> [Given records]
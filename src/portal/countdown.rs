use std::sync::Arc;
use std::time::Duration;

use serde_json::Value;
use tracing::{debug, info, warn};

use crate::config::PortalConfig;
use crate::error::{BotError, Result};
use crate::portal::session::Session;
use crate::portal::types::TimerBody;
use crate::status::SharedSink;

/// Asks the portal how long until new listings unlock.
pub struct CountdownResolver {
    session: Arc<Session>,
    config: PortalConfig,
    sink: SharedSink,
}

impl CountdownResolver {
    pub fn new(session: Arc<Session>, config: PortalConfig, sink: SharedSink) -> Self {
        Self {
            session,
            config,
            sink,
        }
    }

    /// Time until unlock according to the server, or `None` when the caller
    /// should fall back to the wall clock.
    ///
    /// Never takes longer than the timer request timeout.
    pub async fn resolve_wait(&self) -> Option<Duration> {
        match self.fetch_remaining().await {
            Ok(remaining) => {
                info!("⏱️ Server countdown: {:.1}s until unlock", remaining.as_secs_f64());
                self.sink.info(&format!(
                    "Server countdown received: {} until new listings.",
                    format_hms(remaining)
                ));
                Some(remaining)
            }
            Err(e) => {
                warn!("Countdown unavailable: {}", e);
                self.sink.warning(&format!(
                    "Server countdown unavailable ({e}), waiting for {:02}:00 local time instead.",
                    self.config.application_hour
                ));
                None
            }
        }
    }

    async fn fetch_remaining(&self) -> Result<Duration> {
        let client = self.session.client()?;
        let body = client
            .get(self.config.timer_url()?)
            .timeout(self.config.timer_timeout)
            .send()
            .await?
            .error_for_status()?
            .text()
            .await?;
        debug!("Timer response: {}", body);

        let timer: TimerBody =
            serde_json::from_str(&body).map_err(|e| BotError::decode("countdown", e))?;
        millis_to_wait(timer.remaining_millis.as_ref())
    }
}

/// Non-positive values mean the window is already open.
fn millis_to_wait(value: Option<&Value>) -> Result<Duration> {
    let millis = match value {
        Some(Value::Number(number)) => number
            .as_i64()
            .or_else(|| number.as_f64().map(|f| f as i64))
            .ok_or_else(|| BotError::decode("countdown", "remainingMillis out of range"))?,
        Some(other) => {
            return Err(BotError::decode(
                "countdown",
                format!("remainingMillis is not numeric: {other}"),
            ))
        }
        None => return Err(BotError::decode("countdown", "remainingMillis missing")),
    };

    Ok(Duration::from_millis(millis.max(0) as u64))
}

/// `HH:MM:SS`, rounded up to the next whole second; hours not wrapped at 24.
pub fn format_hms(duration: Duration) -> String {
    let total = duration.as_secs() + u64::from(duration.subsec_nanos() > 0);
    format!(
        "{:02}:{:02}:{:02}",
        total / 3600,
        (total % 3600) / 60,
        total % 60
    )
}

#[cfg(test)]
mod tests {
    use super::*;
    use crate::portal::types::LoginArtifacts;
    use crate::status::MemorySink;
    use serde_json::json;
    use wiremock::matchers::{method, path};
    use wiremock::{Mock, MockServer, ResponseTemplate};

    async fn resolver_for(body: ResponseTemplate) -> (MockServer, CountdownResolver) {
        let server = MockServer::start().await;
        let mut config = PortalConfig::for_base_url(&server.uri()).expect("valid url");
        config.timer_timeout = Duration::from_millis(500);
        Mock::given(method("GET"))
            .and(path(config.timer_path.clone()))
            .respond_with(body)
            .mount(&server)
            .await;
        let session = Session::from_artifacts(&config, &LoginArtifacts::default()).expect("session");
        let resolver = CountdownResolver::new(Arc::new(session), config, MemorySink::new());
        (server, resolver)
    }

    #[test]
    fn formats_hours_minutes_seconds() {
        assert_eq!(format_hms(Duration::from_secs(0)), "00:00:00");
        assert_eq!(format_hms(Duration::from_secs(3_725)), "01:02:05");
        assert_eq!(format_hms(Duration::from_millis(4_200)), "00:00:05");
    }

    #[tokio::test]
    async fn converts_millis_from_server() {
        let (_server, resolver) =
            resolver_for(ResponseTemplate::new(200).set_body_json(json!({ "remainingMillis": 5_000 })))
                .await;
        assert_eq!(resolver.resolve_wait().await, Some(Duration::from_secs(5)));
    }

    #[tokio::test]
    async fn negative_countdown_means_unlock_now() {
        let (_server, resolver) =
            resolver_for(ResponseTemplate::new(200).set_body_json(json!({ "remainingMillis": -1200 })))
                .await;
        assert_eq!(resolver.resolve_wait().await, Some(Duration::ZERO));
    }

    #[tokio::test]
    async fn non_numeric_countdown_falls_back() {
        let (_server, resolver) = resolver_for(
            ResponseTemplate::new(200).set_body_json(json!({ "remainingMillis": "soon" })),
        )
        .await;
        assert_eq!(resolver.resolve_wait().await, None);
    }

    #[tokio::test]
    async fn missing_field_falls_back() {
        let (_server, resolver) =
            resolver_for(ResponseTemplate::new(200).set_body_json(json!({ "other": 1 }))).await;
        assert_eq!(resolver.resolve_wait().await, None);
    }

    #[tokio::test]
    async fn server_error_falls_back() {
        let (_server, resolver) = resolver_for(ResponseTemplate::new(503)).await;
        assert_eq!(resolver.resolve_wait().await, None);
    }

    #[tokio::test]
    async fn slow_timer_is_abandoned_after_timeout() {
        let (_server, resolver) = resolver_for(
            ResponseTemplate::new(200)
                .set_body_json(json!({ "remainingMillis": 1000 }))
                .set_delay(Duration::from_secs(5)),
        )
        .await;
        let started = std::time::Instant::now();
        assert_eq!(resolver.resolve_wait().await, None);
        assert!(started.elapsed() < Duration::from_secs(3));
    }
}
use std::fmt;

use serde::{Deserialize, Serialize};

/// Which part of the listing feed to search
#[derive(Debug, Clone, Copy, PartialEq, Eq, Default)]
pub enum SearchMode {
    /// Only listings published (or publishing) today
    #[default]
    TodayOnly,
    /// Everything currently live plus upcoming listings
    CurrentAndUpcoming,
}

impl SearchMode {
    pub fn filter_mode(&self) -> &'static str {
        match self {
            SearchMode::TodayOnly => "AlleenNieuwVandaag",
            SearchMode::CurrentAndUpcoming => "HuidigEnKomend",
        }
    }
}

/// One optional preference criterion forwarded to the search API
#[derive(Debug, Clone, Serialize, Deserialize, PartialEq)]
pub struct PreferenceCriterion {
    #[serde(rename = "kenmerkType")]
    pub kind: String,
    #[serde(rename = "waarde")]
    pub value: String,
    #[serde(rename = "geenVoorkeur", default)]
    pub no_preference: bool,
}

/// Search parameters for the listing-search endpoint
#[derive(Debug, Clone, Default)]
pub struct SearchParams {
    pub mode: SearchMode,
    pub criteria: Vec<PreferenceCriterion>,
}

#[derive(Debug, Serialize)]
pub(crate) struct SearchRequest<'a> {
    #[serde(rename = "filterMode")]
    pub filter_mode: &'static str,
    #[serde(rename = "paginaNummer")]
    pub page: u32,
    #[serde(rename = "paginaGrootte")]
    pub page_size: u32,
    #[serde(rename = "woonwens")]
    pub preferences: SearchPreferences<'a>,
}

#[derive(Debug, Serialize)]
pub(crate) struct SearchPreferences<'a> {
    #[serde(rename = "Kenmerken")]
    pub criteria: &'a [PreferenceCriterion],
}

/// String or bare number; the portal is not consistent about either.
#[derive(Debug, Clone, Deserialize, PartialEq)]
#[serde(untagged)]
pub enum Scalar {
    Text(String),
    Number(serde_json::Number),
}

impl fmt::Display for Scalar {
    fn fmt(&self, f: &mut fmt::Formatter<'_>) -> fmt::Result {
        match self {
            Scalar::Text(text) => f.write_str(text.trim()),
            Scalar::Number(number) => write!(f, "{number}"),
        }
    }
}

#[derive(Debug, Deserialize)]
pub(crate) struct SearchEnvelope {
    pub d: SearchPage,
}

#[derive(Debug, Deserialize)]
pub(crate) struct SearchPage {
    #[serde(rename = "resultaten", default)]
    pub results: Vec<SearchHit>,
    #[serde(rename = "totaal", default)]
    pub total: Option<u32>,
}

#[derive(Debug, Deserialize)]
pub(crate) struct SearchHit {
    pub id: Option<Scalar>,
}

#[derive(Debug, Serialize)]
pub(crate) struct DetailRequest<'a> {
    pub id: &'a str,
    pub filters: &'a str,
}

#[derive(Debug, Deserialize)]
pub(crate) struct DetailEnvelope {
    pub d: DetailBody,
}

#[derive(Debug, Deserialize)]
pub(crate) struct DetailBody {
    #[serde(rename = "Aanbod")]
    pub listing: ListingDetail,
}

/// Raw per-listing detail as returned by the detail API
#[derive(Debug, Clone, Deserialize, Default)]
pub struct ListingDetail {
    pub id: Option<Scalar>,
    #[serde(default)]
    pub straat: Option<String>,
    #[serde(default)]
    pub huisnummer: Option<Scalar>,
    #[serde(default)]
    pub huisletter: Option<String>,
    #[serde(default)]
    pub plaats: Option<String>,
    #[serde(default)]
    pub huurprijs: Option<Scalar>,
    /// Publish timestamp, ISO-8601 local time or with offset
    #[serde(default)]
    pub publstart: Option<String>,
    #[serde(default)]
    pub media: Vec<MediaItem>,
    #[serde(default)]
    pub objecttype: Option<String>,
    #[serde(default)]
    pub voorrang: bool,
    #[serde(default)]
    pub uitgesloten: bool,
}

#[derive(Debug, Clone, Deserialize, Default)]
pub struct MediaItem {
    #[serde(rename = "type", default)]
    pub kind: Option<String>,
    #[serde(default)]
    pub fotoviewer: Option<String>,
    #[serde(default)]
    pub url: Option<String>,
}

impl ListingDetail {
    pub fn address(&self) -> String {
        let number = self
            .huisnummer
            .as_ref()
            .map(|n| format!("{n}{}", self.huisletter.as_deref().unwrap_or("").trim()))
            .unwrap_or_default();

        let street = [self.straat.as_deref().unwrap_or("").trim(), number.as_str()]
            .iter()
            .filter(|part| !part.is_empty())
            .copied()
            .collect::<Vec<_>>()
            .join(" ");

        match self.plaats.as_deref().map(str::trim) {
            Some(city) if !city.is_empty() && !street.is_empty() => format!("{street}, {city}"),
            Some(city) if !city.is_empty() => city.to_string(),
            _ => street,
        }
    }

    pub fn first_image(&self) -> Option<&str> {
        self.media
            .iter()
            .find_map(|m| m.fotoviewer.as_deref().or(m.url.as_deref()))
            .filter(|path| !path.trim().is_empty())
    }
}

#[derive(Debug, Deserialize)]
pub(crate) struct TimerBody {
    #[serde(rename = "remainingMillis")]
    pub remaining_millis: Option<serde_json::Value>,
}

/// A cookie copied out of the browser context
#[derive(Debug, Clone, PartialEq, Eq)]
pub struct BrowserCookie {
    pub name: String,
    pub value: String,
    pub domain: String,
    pub path: String,
}

/// What a successful interactive login leaves behind
#[derive(Debug, Clone, Default)]
pub struct LoginArtifacts {
    pub user_agent: Option<String>,
    pub cookies: Vec<BrowserCookie>,
}

#[cfg(test)]
mod tests {
    use super::*;

    #[test]
    fn address_joins_street_number_letter_and_city() {
        let detail = ListingDetail {
            straat: Some("Coolsingel".to_string()),
            huisnummer: Some(Scalar::Number(serde_json::Number::from(12))),
            huisletter: Some("B".to_string()),
            plaats: Some("Rotterdam".to_string()),
            ..Default::default()
        };
        assert_eq!(detail.address(), "Coolsingel 12B, Rotterdam");
    }

    #[test]
    fn detail_accepts_numeric_and_textual_ids() {
        let body: DetailEnvelope = serde_json::from_str(
            r#"{"d":{"Aanbod":{"id":42,"huurprijs":"€ 712,50","media":[{"type":"foto","fotoviewer":"/img/1.jpg"}]}}}"#,
        )
        .expect("decodes");
        let listing = body.d.listing;
        assert_eq!(listing.id.as_ref().map(|id| id.to_string()), Some("42".to_string()));
        assert_eq!(listing.first_image(), Some("/img/1.jpg"));
        assert!(!listing.voorrang);
    }

    #[test]
    fn search_request_uses_portal_field_names() {
        let criteria = vec![PreferenceCriterion {
            kind: "24".to_string(),
            value: "1".to_string(),
            no_preference: false,
        }];
        let request = SearchRequest {
            filter_mode: SearchMode::TodayOnly.filter_mode(),
            page: 1,
            page_size: 50,
            preferences: SearchPreferences {
                criteria: &criteria,
            },
        };
        let json = serde_json::to_value(&request).expect("serializes");
        assert_eq!(json["filterMode"], "AlleenNieuwVandaag");
        assert_eq!(json["paginaGrootte"], 50);
        assert_eq!(json["woonwens"]["Kenmerken"][0]["kenmerkType"], "24");
    }
}
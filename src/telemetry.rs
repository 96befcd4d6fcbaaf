use thiserror::Error;
use tracing_subscriber::filter::ParseError;
use tracing_subscriber::EnvFilter;

use crate::config::TelemetryConfig;

#[derive(Debug, Error)]
pub enum TelemetryError {
    #[error("invalid log level/filter '{value}': unable to build EnvFilter")]
    EnvFilter {
        value: String,
        #[source]
        source: ParseError,
    },
    #[error("telemetry error: {0}")]
    Subscriber(Box<dyn std::error::Error + Send + Sync>),
}

/// Install the global `fmt` subscriber. `RUST_LOG` takes precedence over the configured level.
pub fn init(config: &TelemetryConfig) -> Result<(), TelemetryError> {
    let env_filter = match EnvFilter::try_from_default_env() {
        Ok(filter) => filter,
        Err(_) => EnvFilter::try_new(&config.log_level).map_err(|source| {
            TelemetryError::EnvFilter {
                value: config.log_level.clone(),
                source,
            }
        })?,
    };

    tracing_subscriber::fmt()
        .with_env_filter(env_filter)
        .with_target(false)
        .compact()
        .try_init()
        .map_err(TelemetryError::Subscriber)
}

> [Task] Each line of the data above that contains "ParseError" counts once; report the total alone.

> [Output of the exercise] 2